DESCRIPTION OF THE TASK: Lines from the material below that hold the string "repository" are what is needed; copy each of them.

SUPPLIED RECORDS:
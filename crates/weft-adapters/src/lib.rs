//! Infrastructure adapters for Weft.
//!
//! This crate implements the ports defined in `weft-core::application::ports`.
//! It contains all external dependencies and I/O operations.

pub mod filesystem;
pub mod renderer;

use weft_core::{application::Composer, error::WeftResult};

// Re-export commonly used adapters
pub use filesystem::{LocalSource, MemorySource};
pub use renderer::{ComposedTemplates, HandlebarsEngine, HelperFunction};

/// Composer rendering with Handlebars.
pub type HandlebarsComposer<S = LocalSource> = Composer<HandlebarsEngine, S>;

/// Composer reading templates from `base_dir` on the local filesystem.
pub fn local_composer(base_dir: impl Into<String>) -> WeftResult<HandlebarsComposer> {
    let composer = Composer::new(HandlebarsEngine::new(), LocalSource::new());
    composer.set_base_dir(base_dir)?;
    Ok(composer)
}
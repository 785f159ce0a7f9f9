//! Handlebars helpers shipped with the adapters.

use handlebars::{Context, Handlebars, Helper, HelperResult, Output, RenderContext};

/// Directive stub: takes one argument, writes nothing.
///
/// Registered under `include` and `extends`. The directives are resolved
/// before rendering, so when the engine meets their text it must produce no
/// output. Render another unit with a partial (`{{> name}}`) instead.
pub fn inert_directive(
    _: &Helper,
    _: &Handlebars,
    _: &Context,
    _: &mut RenderContext,
    _: &mut dyn Output,
) -> HelperResult {
    Ok(())
}

/// `{{now}}` - current local time as `YYYY-mm-dd HH:MM:SS`.
pub fn now_helper(
    _: &Helper,
    _: &Handlebars,
    _: &Context,
    _: &mut RenderContext,
    out: &mut dyn Output,
) -> HelperResult {
    let now = chrono::Local::now().format("%Y-%m-%d %H:%M:%S");
    out.write(&now.to_string())?;
    Ok(())
}

/// `{{repeat "ab" 3}}` - the first argument repeated n times.
pub fn repeat_helper(
    h: &Helper,
    _: &Handlebars,
    _: &Context,
    _: &mut RenderContext,
    out: &mut dyn Output,
) -> HelperResult {
    let text = h.param(0).and_then(|v| v.value().as_str()).unwrap_or("");
    let count = h.param(1).and_then(|v| v.value().as_u64()).unwrap_or(0);
    out.write(&text.repeat(count as usize))?;
    Ok(())
}
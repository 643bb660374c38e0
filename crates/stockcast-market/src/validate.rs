//! Plausibility checks for model-generated data
//!
//! The model is free to return anything that fits the schema. These checks
//! reject values no dashboard can render sensibly (NaN, infinities, negative
//! prices) and cap the history at the requested length.

use crate::error::GenerationError;
use crate::model::{AdvancedStockAnalysis, BasicStockData, StockDataPoint};
use tracing::warn;

type Result<T> = std::result::Result<T, GenerationError>;

fn price(field: &str, value: f64) -> Result<()> {
    if value.is_finite() && value >= 0.0 {
        Ok(())
    } else {
        Err(GenerationError::Invalid(format!("{field} = {value}")))
    }
}

fn finite(field: &str, value: f64) -> Result<()> {
    if value.is_finite() {
        Ok(())
    } else {
        Err(GenerationError::Invalid(format!("{field} = {value}")))
    }
}

fn bar(point: &StockDataPoint) -> Result<()> {
    let day = point.date;
    price(&format!("open on {day}"), point.open)?;
    price(&format!("high on {day}"), point.high)?;
    price(&format!("low on {day}"), point.low)?;
    price(&format!("close on {day}"), point.close)
}

/// Check a basic response and keep at most `history_days` bars (newest first)
pub fn basic(mut data: BasicStockData, history_days: usize) -> Result<BasicStockData> {
    if data.company_info.ticker.trim().is_empty() {
        return Err(GenerationError::Invalid("empty ticker in company_info".to_string()));
    }

    let quote = &data.current_price_info;
    price("current price", quote.price)?;
    finite("change", quote.change)?;
    finite("change_percent", quote.change_percent)?;

    for point in &data.historical_data {
        bar(point)?;
    }

    if data.historical_data.len() > history_days {
        warn!(
            returned = data.historical_data.len(),
            kept = history_days,
            "Truncating historical data"
        );
        data.historical_data.sort_by(|a, b| b.date.cmp(&a.date));
        data.historical_data.truncate(history_days);
    }

    Ok(data)
}

/// Check an advanced response and keep at most `history_days` historical predictions
pub fn advanced(mut data: AdvancedStockAnalysis, history_days: usize) -> Result<AdvancedStockAnalysis> {
    let metrics = &data.key_metrics;
    price("52_wk_high", metrics.week52_high)?;
    price("52_wk_low", metrics.week52_low)?;
    price("previous_close", metrics.previous_close)?;
    if let Some(pe) = metrics.pe_ratio {
        finite("pe_ratio", pe)?;
    }

    let prediction = &data.prediction;
    price("predicted_close", prediction.predicted_close)?;
    finite("rmse", prediction.rmse)?;
    finite("mae", prediction.mae)?;
    finite("r2_score", prediction.r2_score)?;

    for stock in &data.related_stocks {
        price(&format!("price of {}", stock.ticker), stock.price)?;
        finite(&format!("change_percent of {}", stock.ticker), stock.change_percent)?;
    }

    for point in &data.historical_predictions {
        price(&format!("predicted_close on {}", point.date), point.predicted_close)?;
    }

    if data.historical_predictions.len() > history_days {
        warn!(
            returned = data.historical_predictions.len(),
            kept = history_days,
            "Truncating historical predictions"
        );
        data.historical_predictions.sort_by(|a, b| b.date.cmp(&a.date));
        data.historical_predictions.truncate(history_days);
    }

    Ok(data)
}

ANSWER FOR THIS EXERCISE:
repository 785f159ce0a7f9f9
repository 643bb660374c38e0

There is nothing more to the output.